And the market opportunity for this is huge! Here is an estimate: According to Gallup’s chairman Jim Clifton, of some five billion people in the world who are of working age, three billion want to work and earn income. Most of them want a full-time job with steady pay, but only 1.3 billion have one. Out of these 1.3 billion people with jobs, only 200 million are “engaged” in what they do for a living — i.e., they enjoy what they do and look forward to each working day. These lucky few, however, are outnumbered 2:1 by those who are disengaged, expressing displeasure and even undermining the work of others. The remainder of the population are simply disengaged from what they are doing, dragging their feet through the work day.
This is the sad state of the global workforce that creates roughly a hundred trillion dollars’ worth of products and services every year. Humanity is running at a fraction of its capacity. Imagine using modern information technology to tailor jobs to every one of the three billion people wanting to work — work that is well matched with their unique skills, talents, and passions; work in which they are assigned to valuable tasks and partnered with people they like to work with. In such a world, the average world citizen would be able to generate several times the per-person value created today. How much more value would they create than the unhappy, mismatched workforce of today?
A doubling of value creation is surely low, but even that figure adds $100 trillion in value to the world economy. If the job providers charged the same commission as Uber does, 25 percent, on the incomes people earned through their services, this would generate revenues of $50 trillion from commissions alone, plus additional revenues from add-on services, such as liability insurance and health benefits.

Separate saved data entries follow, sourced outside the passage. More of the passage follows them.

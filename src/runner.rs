//! Phase runners.
//!
//! Discovery and figure phases share one routine: snapshot the checkout, run the tool,
//! snapshot again, and copy whatever appeared. Lowering instead owns a fixed output
//! directory that it clears before the run and harvests afterwards.

use anyhow::Result;
use std::path::{Path, PathBuf};
use std::time::Instant;
use tracing::{debug, info, warn};

use crate::artifacts::{copy_relative_paths, copy_tree, immediate_subdirs, remove_dir_if_exists};
use crate::config::Settings;
use crate::errors::PhaseError;
use crate::experiment::{Experiment, LoweringLayout, PhaseConfig, PhaseKind};
use crate::invoke::{ExitPolicy, ToolInvoker, ToolOutcome};
use crate::naming::checkout_dir;
use crate::report::{PhaseOutcome, PhaseRecord};
use crate::snapshot::Snapshot;

/// Runs individual phases against the checkouts described by `Settings`.
pub struct PhaseRunner {
    settings: Settings,
    invoker: ToolInvoker,
}

impl PhaseRunner {
    pub fn new(settings: Settings) -> Self {
        let invoker = ToolInvoker::from_settings(&settings);
        Self { settings, invoker }
    }

    pub fn settings(&self) -> &Settings {
        &self.settings
    }

    pub fn invoker(&self) -> &ToolInvoker {
        &self.invoker
    }

    /// The checkout directory for `cfg`, which must already exist.
    pub fn checkout(&self, cfg: &PhaseConfig) -> Result<PathBuf, PhaseError> {
        let path = checkout_dir(
            &self.settings.workspace,
            &self.settings.checkout_prefix,
            &cfg.branch,
        );
        if !path.is_dir() {
            return Err(PhaseError::CheckoutMissing {
                branch: cfg.branch.clone(),
                path,
            });
        }
        Ok(path)
    }

    /// Run one phase of `exp` with `cfg`, dispatching on `kind`.
    pub async fn run(
        &self,
        exp: &Experiment,
        kind: PhaseKind,
        cfg: &PhaseConfig,
    ) -> Result<PhaseRecord> {
        info!(
            "==== {} phase: {} ({}) ====",
            kind, exp.id, exp.description
        );
        let start = Instant::now();

        let (outcome, tool) = match kind {
            PhaseKind::Discovery => {
                let policy = ExitPolicy::from_expect_failure(cfg.expect_failure);
                self.run_snapshot_phase(exp, kind, cfg, policy).await?
            }
            PhaseKind::Figure => {
                self.run_snapshot_phase(exp, kind, cfg, ExitPolicy::ExpectSuccess)
                    .await?
            }
            PhaseKind::Lowering => self.run_lowering_phase(exp, cfg).await?,
        };

        Ok(PhaseRecord {
            experiment: exp.id.clone(),
            phase: kind,
            failed_as_expected: matches!(tool, ToolOutcome::FailedAsExpected { .. }),
            outcome,
            duration_ms: start.elapsed().as_millis() as u64,
        })
    }

    /// Snapshot-diff phase shared by discovery and figure.
    ///
    /// New files are copied into the `kind` results subdirectory, replacing whatever a
    /// previous run left there. No new files is a warning, not an error.
    pub async fn run_snapshot_phase(
        &self,
        exp: &Experiment,
        kind: PhaseKind,
        cfg: &PhaseConfig,
        policy: ExitPolicy,
    ) -> Result<(PhaseOutcome, ToolOutcome)> {
        let repo = self.checkout(cfg)?;
        let excluded = self.settings.excluded_dirs.as_slice();

        let before = Snapshot::capture(&repo, excluded)?;
        debug!("{} file(s) in {} before run", before.len(), repo.display());

        let tool = self.invoker.run(&repo, &cfg.path, policy).await?;

        let after = Snapshot::capture(&repo, excluded)?;
        let new_files = after.added_since(&before);

        if new_files.is_empty() {
            warn!("No new files detected for {} phase of {}; nothing to copy", kind, exp.id);
            return Ok((PhaseOutcome::NoNewArtifacts, tool));
        }

        let dest = self.settings.results_subdir(&exp.id, kind);
        info!("Copying {} new file(s) to {}", new_files.len(), dest.display());
        remove_dir_if_exists(&dest)?;
        let files = copy_relative_paths(&repo, &new_files, &dest)?;

        Ok((PhaseOutcome::Copied { files, dest }, tool))
    }

    /// Lowering phase: clear the output directory, run the tool, harvest the output.
    pub async fn run_lowering_phase(
        &self,
        exp: &Experiment,
        cfg: &PhaseConfig,
    ) -> Result<(PhaseOutcome, ToolOutcome)> {
        let repo = self.checkout(cfg)?;
        let out_dir = repo.join(&self.settings.output_dir);

        if remove_dir_if_exists(&out_dir)? {
            info!("Removed existing {} before run", out_dir.display());
        }

        let tool = self
            .invoker
            .run(&repo, &cfg.path, ExitPolicy::ExpectSuccess)
            .await?;

        if !out_dir.is_dir() {
            warn!(
                "Lowering phase of {} did not produce {}",
                exp.id,
                out_dir.display()
            );
            return Ok((PhaseOutcome::MissingOutput, tool));
        }

        let layout = cfg.layout.unwrap_or(self.settings.default_layout);
        // Resolve the source before touching the results tree, so an ambiguous layout
        // leaves previous results in place.
        let source = lowering_source(&out_dir, layout)?;

        let dest = self.settings.results_subdir(&exp.id, PhaseKind::Lowering);
        remove_dir_if_exists(&dest)?;
        info!(
            "Copying lowering output from {} to {}",
            source.display(),
            dest.display()
        );
        let files = copy_tree(&source, &dest)?;

        Ok((PhaseOutcome::Copied { files, dest }, tool))
    }
}

/// The directory whose contents become the lowering results.
pub fn lowering_source(out_dir: &Path, layout: LoweringLayout) -> Result<PathBuf> {
    match layout {
        LoweringLayout::WholeDirectory => Ok(out_dir.to_path_buf()),
        LoweringLayout::SingleSubdirectory => {
            let found = immediate_subdirs(out_dir)?;
            match found.as_slice() {
                [only] => Ok(out_dir.join(only)),
                _ => Err(PhaseError::AmbiguousOutput {
                    dir: out_dir.to_path_buf(),
                    found,
                }
                .into()),
            }
        }
    }
}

The Untapped $140 Trillion Innovation For Jobs Market
At this size, tailoring better ways for people to earn their livelihood would be the single largest market in the world. Even at only one percent commission, hardly noticeable for the earners, the potential market size is two trillion dollars. We think this should be an attractive opportunity for entrepreneurs, investors and governments to explore.
“Tailoring jobs” is a virgin market waiting to happen, because previously we did not have the technology for it. But now, since only a year or two, we have good enough tools. Increasing smartphone penetration and new capacities like cloud computing and big data analytics could, in principle, tailor rewarding jobs for every person on earth. Even if this is unrealistic today, it is still a huge potential market, even if it is applied to only a fraction of the world population looking for a good job. It will be wrong to assume that the workers must belong the well-educated elite, because they are already well served with good job offers. Quite the opposite, The big market for AI-tailored jobs is the vast majority of excluded, un- and underemployed people who are lacking the opportunity to live up to their abilities.

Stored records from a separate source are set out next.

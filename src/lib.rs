pub mod artifacts;
pub mod catalogue;
pub mod config;
pub mod errors;
pub mod experiment;
pub mod invoke;
pub mod naming;
pub mod orchestrator;
pub mod report;
pub mod runner;
pub mod snapshot;
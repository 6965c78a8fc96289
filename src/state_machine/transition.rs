//! Pure state transition function
//!
//! Given the same session, context and event this always yields the same new
//! session and effect list. Timers, transport calls and leaderboard writes are
//! all expressed as effects for the executor to carry out.

use super::{Effect, Event, Session, SessionContext, SessionPhase, StopReason, TimerStamp};
use crate::state_machine::MessageRef;
use thiserror::Error;

/// Result of a state transition
#[derive(Debug)]
pub struct TransitionResult {
    pub new_state: Session,
    pub effects: Vec<Effect>,
}

impl TransitionResult {
    pub fn new(state: Session) -> Self {
        Self {
            new_state: state,
            effects: vec![],
        }
    }

    /// No state change, no effects (stale timers land here)
    pub fn unchanged(state: &Session) -> Self {
        Self::new(state.clone())
    }

    pub fn with_effect(mut self, effect: Effect) -> Self {
        self.effects.push(effect);
        self
    }

    pub fn with_effects(mut self, effects: impl IntoIterator<Item = Effect>) -> Self {
        self.effects.extend(effects);
        self
    }
}

/// Errors that can occur during transition
#[derive(Debug, Error, PartialEq, Eq)]
pub enum TransitionError {
    #[error("Session has already been stopped")]
    SessionStopped,
}

pub fn transition(
    session: &Session,
    context: &SessionContext,
    event: Event,
) -> Result<TransitionResult, TransitionError> {
    match (session.phase, event) {
        // ============================================================
        // Stopped: user events are rejected, late feedback is dropped
        // ============================================================
        (
            SessionPhase::Stopped,
            Event::Present | Event::Answer { .. } | Event::Stop { .. },
        ) => Err(TransitionError::SessionStopped),

        (SessionPhase::Stopped, _) => Ok(TransitionResult::unchanged(session)),

        // ============================================================
        // Presentation
        // ============================================================
        (SessionPhase::Active, Event::Present) => Ok(present(session.clone(), context, vec![])),

        (SessionPhase::Completed, Event::Present) => Ok(TransitionResult::unchanged(session)
            .with_effect(Effect::reply(final_score_text(session.score)))),

        (_, Event::QuestionShown { stamp, message }) => Ok(question_shown(session, stamp, message)),

        // ============================================================
        // Answers
        // ============================================================
        (SessionPhase::Active, Event::Answer { text, bonus }) => {
            Ok(answer(session, context, &text, bonus))
        }

        (SessionPhase::Completed, Event::Answer { .. }) => Ok(TransitionResult::unchanged(session)
            .with_effect(Effect::reply("The quiz is already finished."))),

        // ============================================================
        // Timers
        // ============================================================
        (_, Event::QuestionTimeout { stamp }) if session.is_current(stamp) => {
            let question = session.current_question().map(|q| q.answer.clone());
            let mut effects = Vec::new();
            if let Some(answer) = question {
                effects.push(Effect::reply(format!(
                    "Time's up! The correct answer was \"{answer}\"."
                )));
            }
            Ok(advance(session.clone(), context, effects))
        }

        (_, Event::DecayTick { stamp }) if session.is_current(stamp) => {
            let mut next = session.clone();
            next.score = next.score.saturating_sub(context.config.decay_amount);
            Ok(TransitionResult::new(next).with_effects([
                Effect::ArmDecay {
                    stamp,
                    after: context.config.decay_interval,
                },
                Effect::PublishSnapshot,
            ]))
        }

        // Superseded or post-completion firings
        (_, Event::QuestionTimeout { .. } | Event::DecayTick { .. }) => {
            Ok(TransitionResult::unchanged(session))
        }

        // ============================================================
        // Stop
        // ============================================================
        (_, Event::Stop { reason }) => Ok(stop(session, reason)),
    }
}

fn final_score_text(score: u32) -> String {
    format!("Quiz completed! Your final score is {score}.")
}

/// Show the current question, bumping the generation and re-arming both timers
fn present(mut next: Session, context: &SessionContext, mut effects: Vec<Effect>) -> TransitionResult {
    let Some(prompt) = next.current_question().map(|q| q.prompt.clone()) else {
        return complete(next, effects);
    };

    if let Some(old) = next.question_message.take() {
        effects.push(Effect::DeleteMessage { message: old });
    }

    next.generation += 1;
    let stamp = next.stamp();
    effects.extend([
        Effect::ShowQuestion { stamp, text: prompt },
        Effect::ArmTimeout {
            stamp,
            after: context.config.question_timeout,
        },
        Effect::ArmDecay {
            stamp,
            after: context.config.decay_interval,
        },
        Effect::PublishSnapshot,
    ]);

    TransitionResult::new(next).with_effects(effects)
}

/// Move past the current question: clear it, then present the next one or finish
fn advance(mut next: Session, context: &SessionContext, mut effects: Vec<Effect>) -> TransitionResult {
    effects.push(Effect::CancelTimeout);
    if let Some(old) = next.question_message.take() {
        effects.push(Effect::DeleteMessage { message: old });
    }

    next.current_index += 1;
    next.incorrect_streak = 0;

    if next.current_index >= next.total() {
        complete(next, effects)
    } else {
        present(next, context, effects)
    }
}

fn complete(mut next: Session, mut effects: Vec<Effect>) -> TransitionResult {
    next.phase = SessionPhase::Completed;
    next.current_index = next.total();
    effects.extend([
        Effect::CancelTimeout,
        Effect::CancelDecay,
        Effect::reply(final_score_text(next.score)),
        Effect::PublishSnapshot,
    ]);
    TransitionResult::new(next).with_effects(effects)
}

fn answer(session: &Session, context: &SessionContext, text: &str, bonus: u32) -> TransitionResult {
    let config = &context.config;
    let Some(question) = session.current_question().cloned() else {
        return complete(session.clone(), vec![]);
    };
    let mut next = session.clone();

    if question.accepts(text) {
        // Ceiling wins if the range is inverted
        let bonus = bonus.max(config.min_points).min(config.max_points);
        next.score = next.score.saturating_add(bonus);
        let effects = vec![
            Effect::reply(format!("Correct! You have {} points.", next.score)),
            Effect::OfferTopScore { score: next.score },
        ];
        return advance(next, context, effects);
    }

    if next.incorrect_streak + 1 >= config.miss_threshold {
        let effects = vec![Effect::reply(format!(
            "Incorrect. The correct answer is \"{}\".",
            question.answer
        ))];
        return advance(next, context, effects);
    }

    next.incorrect_streak += 1;
    TransitionResult::new(next).with_effects([
        Effect::reply(format!(
            "Incorrect. Here's a clue: {}. Try again!",
            question.clue
        )),
        Effect::PublishSnapshot,
    ])
}

fn question_shown(session: &Session, stamp: TimerStamp, message: Option<MessageRef>) -> TransitionResult {
    if session.is_current(stamp) {
        let mut next = session.clone();
        next.question_message = message;
        return TransitionResult::new(next).with_effect(Effect::PublishSnapshot);
    }

    // The question moved on before delivery was confirmed; don't leave it on screen
    match message {
        Some(message) => {
            TransitionResult::unchanged(session).with_effect(Effect::DeleteMessage { message })
        }
        None => TransitionResult::unchanged(session),
    }
}

fn stop(session: &Session, reason: StopReason) -> TransitionResult {
    let mut next = session.clone();
    next.phase = SessionPhase::Stopped;

    let mut effects = vec![Effect::CancelTimeout, Effect::CancelDecay];
    if let Some(message) = next.question_message.take() {
        effects.push(Effect::DeleteMessage { message });
    }
    if reason == StopReason::User {
        effects.push(Effect::reply(
            "The quiz has been stopped. Type /start to begin a new quiz session.",
        ));
    }
    effects.extend([Effect::PublishSnapshot, Effect::Shutdown]);

    TransitionResult::new(next).with_effects(effects)
}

A simple innovation that helps many millions of these people can be a much better business than something advanced that helps the already well-served. It is similar to how, before the first industrial revolution, the most successful manufacturers sold expensive things to rich people.
With the introduction of mass production this changed in an, at the time, surprising and unforeseeable way, when selling cheap things to the masses became the new highway to success. Back then, the people running the old economies could hardly imagine how selling crafted goods to people with thin wallets could be better business than selling them to kings.
Today, as we are introducing mass-personalized goods and services, many business leaders will have great difficulties imagining how creating special jobs for people with little income can be better business than tailoring jobs for the engineers that companies compete for.
We are at the beginning of a revolution in strength finding, education, matchmaking, HR, and new opportunities in a long-tail labor market.
The i4j community includes entrepreneurs and investors who are interested in exploring this opportunity and we are welcoming more to join. An ecosystem of critical mass can open the doors to a people-centered economy and we intend to help it happen.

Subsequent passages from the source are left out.